First detailed by Secura (via TechCrunch), the vulnerability is called Zerologon (CVE-2020-1472) and is rated the maximum in severity (or 10.0). The security issue allows attackers to control any or all computers on a vulnerable network, including the domain controllers, the servers that handle the security of the network.
Unlike other attacks, Zerologon doesn’t require the attackers to steal credentials related to a network to gain access to other computers on the network. Hackers would only need to forge an authentication token for a specific Netlogon functionality. After that, they would set the computer password of the Domain Controller to whatever they wanted.

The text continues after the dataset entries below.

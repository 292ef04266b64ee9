//! Background reader that owns a session and forwards its events.
//!
//! The session is moved into the task, so exactly one consumer ever reads
//! the socket. Shutdown cancels the task and closes the socket.

use crate::error::WsError;
use crate::message::StreamEvent;
use crate::session::StreamSession;
use std::time::Duration;
use tokio::sync::mpsc;
use tokio::task::JoinHandle;
use tokio::time::{interval_at, Instant, MissedTickBehavior};
use tokio_util::sync::CancellationToken;
use tracing::{debug, error, info, warn};

/// Blofin drops idle private sockets after 30s without a ping.
pub const HEARTBEAT_INTERVAL: Duration = Duration::from_secs(20);

/// Receiving end of a spawned reader.
pub struct EventStream {
    rx: mpsc::Receiver<StreamEvent>,
    shutdown: CancellationToken,
    handle: JoinHandle<()>,
}

impl EventStream {
    /// Next forwarded event. `None` once the reader has stopped.
    pub async fn recv(&mut self) -> Option<StreamEvent> {
        self.rx.recv().await
    }

    /// Direct access to the channel for consumers that select on it.
    pub fn receiver(&mut self) -> &mut mpsc::Receiver<StreamEvent> {
        &mut self.rx
    }

    /// Stop the reader and wait for the socket to be closed.
    pub async fn shutdown(self) {
        let Self {
            rx,
            shutdown,
            handle,
        } = self;
        shutdown.cancel();
        // Unblocks a reader parked on a full channel
        drop(rx);
        if let Err(e) = handle.await {
            warn!(?e, "Stream reader task panicked");
        }
    }
}

/// Move `session` into a task that forwards every event into a bounded channel.
pub fn spawn_reader(session: StreamSession, buffer: usize) -> EventStream {
    spawn_reader_with_heartbeat(session, buffer, HEARTBEAT_INTERVAL)
}

pub fn spawn_reader_with_heartbeat(
    session: StreamSession,
    buffer: usize,
    heartbeat: Duration,
) -> EventStream {
    let (tx, rx) = mpsc::channel(buffer.max(1));
    let shutdown = CancellationToken::new();
    let handle = tokio::spawn(run_reader(session, tx, shutdown.clone(), heartbeat));
    EventStream {
        rx,
        shutdown,
        handle,
    }
}

async fn run_reader(
    mut session: StreamSession,
    tx: mpsc::Sender<StreamEvent>,
    shutdown: CancellationToken,
    heartbeat: Duration,
) {
    let mut ticker = interval_at(Instant::now() + heartbeat, heartbeat);
    ticker.set_missed_tick_behavior(MissedTickBehavior::Delay);

    loop {
        tokio::select! {
            biased;

            () = shutdown.cancelled() => {
                debug!("Stream reader shutdown requested");
                break;
            }

            event = session.next_event() => {
                match event {
                    Ok(Some(StreamEvent::Pong)) => {
                        debug!("Received pong");
                    }
                    Ok(Some(event)) => {
                        if tx.send(event).await.is_err() {
                            debug!("Event receiver dropped");
                            break;
                        }
                    }
                    Ok(None) => {
                        info!("Private stream closed");
                        break;
                    }
                    Err(WsError::ParseError(e)) => {
                        warn!(error = %e, "Skipping unparseable stream frame");
                    }
                    Err(e) => {
                        error!(?e, "Private stream read error");
                        break;
                    }
                }
            }

            _ = ticker.tick() => {
                if let Err(e) = session.ping().await {
                    error!(?e, "Failed to send heartbeat ping");
                    break;
                }
                debug!("Sent heartbeat ping");
            }
        }
    }

    if let Err(e) = session.close().await {
        warn!(?e, "Failed to close private stream");
    }
}
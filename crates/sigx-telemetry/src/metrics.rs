//! Prometheus metrics for order execution.
//!
//! # Panics
//!
//! Registration panics on first use if a metric name is registered twice.

use crate::error::TelemetryResult;
use once_cell::sync::Lazy;
use prometheus::{
    register_counter_vec, register_histogram, register_int_counter, CounterVec, Histogram,
    IntCounter, TextEncoder,
};

/// Orders accepted by the exchange.
/// Labels: side (buy/sell), leg (take_profit/runner)
pub static ORDERS_SUBMITTED_TOTAL: Lazy<CounterVec> = Lazy::new(|| {
    register_counter_vec!(
        "sigx_orders_submitted_total",
        "Orders accepted by the exchange",
        &["side", "leg"]
    )
    .unwrap()
});

/// Orders that failed submission.
/// Labels: side, kind (error kind)
pub static ORDERS_REJECTED_TOTAL: Lazy<CounterVec> = Lazy::new(|| {
    register_counter_vec!(
        "sigx_orders_rejected_total",
        "Orders that failed submission",
        &["side", "kind"]
    )
    .unwrap()
});

/// Confirmation waits by terminal outcome.
/// Labels: outcome (confirmed/timed_out/stream_closed)
pub static CONFIRMATIONS_TOTAL: Lazy<CounterVec> = Lazy::new(|| {
    register_counter_vec!(
        "sigx_confirmations_total",
        "Confirmation waits by outcome",
        &["outcome"]
    )
    .unwrap()
});

/// Set-leverage calls that failed and aborted an execution.
pub static LEVERAGE_FAILURES_TOTAL: Lazy<IntCounter> = Lazy::new(|| {
    register_int_counter!(
        "sigx_leverage_failures_total",
        "Set-leverage failures (execution aborted)"
    )
    .unwrap()
});

/// Submission-to-stream latency per confirmed order.
pub static CONFIRMATION_LATENCY_MS: Lazy<Histogram> = Lazy::new(|| {
    register_histogram!(
        "sigx_confirmation_latency_ms",
        "Time from tracking start to stream confirmation in milliseconds",
        vec![10.0, 25.0, 50.0, 100.0, 250.0, 500.0, 1000.0, 2500.0, 5000.0, 10000.0]
    )
    .unwrap()
});

/// Executions by final report outcome.
/// Labels: outcome
pub static EXECUTIONS_TOTAL: Lazy<CounterVec> = Lazy::new(|| {
    register_counter_vec!(
        "sigx_executions_total",
        "Executions by final outcome",
        &["outcome"]
    )
    .unwrap()
});

/// Metrics helper.
pub struct Metrics;

impl Metrics {
    pub fn order_submitted(side: &str, leg: &str) {
        ORDERS_SUBMITTED_TOTAL.with_label_values(&[side, leg]).inc();
    }

    pub fn order_rejected(side: &str, kind: &str) {
        ORDERS_REJECTED_TOTAL.with_label_values(&[side, kind]).inc();
    }

    pub fn confirmation_outcome(outcome: &str) {
        CONFIRMATIONS_TOTAL.with_label_values(&[outcome]).inc();
    }

    pub fn confirmation_latency(latency_ms: f64) {
        CONFIRMATION_LATENCY_MS.observe(latency_ms);
    }

    pub fn leverage_failed() {
        LEVERAGE_FAILURES_TOTAL.inc();
    }

    pub fn execution_finished(outcome: &str) {
        EXECUTIONS_TOTAL.with_label_values(&[outcome]).inc();
    }
}

/// Render the default registry in the text exposition format.
pub fn gather_text() -> TelemetryResult<String> {
    Ok(TextEncoder::new().encode_to_string(&prometheus::gather())?)
}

This would then give them access to the credentials of a domain admin — from Secura:
The vulnerability stems from a flaw in a cryptographic authentication scheme used by the Netlogon Remote Protocol, which among other things can be used to update computer passwords. This flaw allows attackers to impersonate any computer, including the domain controller itself, and execute remote procedure calls on their behalf.
Access to a network would then give the attackers unchecked control over other computers. Hackers would install other malicious programs, including malware or ransomware, and steal sensitive internal files.
Microsoft issued a patch in August to prevent exploitation, but that’s not a permanent fix. A second patch would roll out early next year to eradicate the matter. The CISA warning makes it clear the issue is quite severe:
Left unpatched, this vulnerability could allow attackers to compromise network identity services. We have directed agencies to implement the patch across their infrastructure by Monday, September 21, and given instructions for which of their many systems to prioritize.
CISA already “assumes active exploitation of this vulnerability is occurring in the wild.”
Conversely, the Senate is considering a bill requiring tech companies to build backdoors into their encrypted product and devices. Once hackers discover it, a backdoor would work a lot like this newfound Windows hack. Attackers would attempt to gain access to tools and abuse the security issue. That’s not to say the Zerologon security issue is a backdoor, but its severity makes it a great candidate for comparing it with one.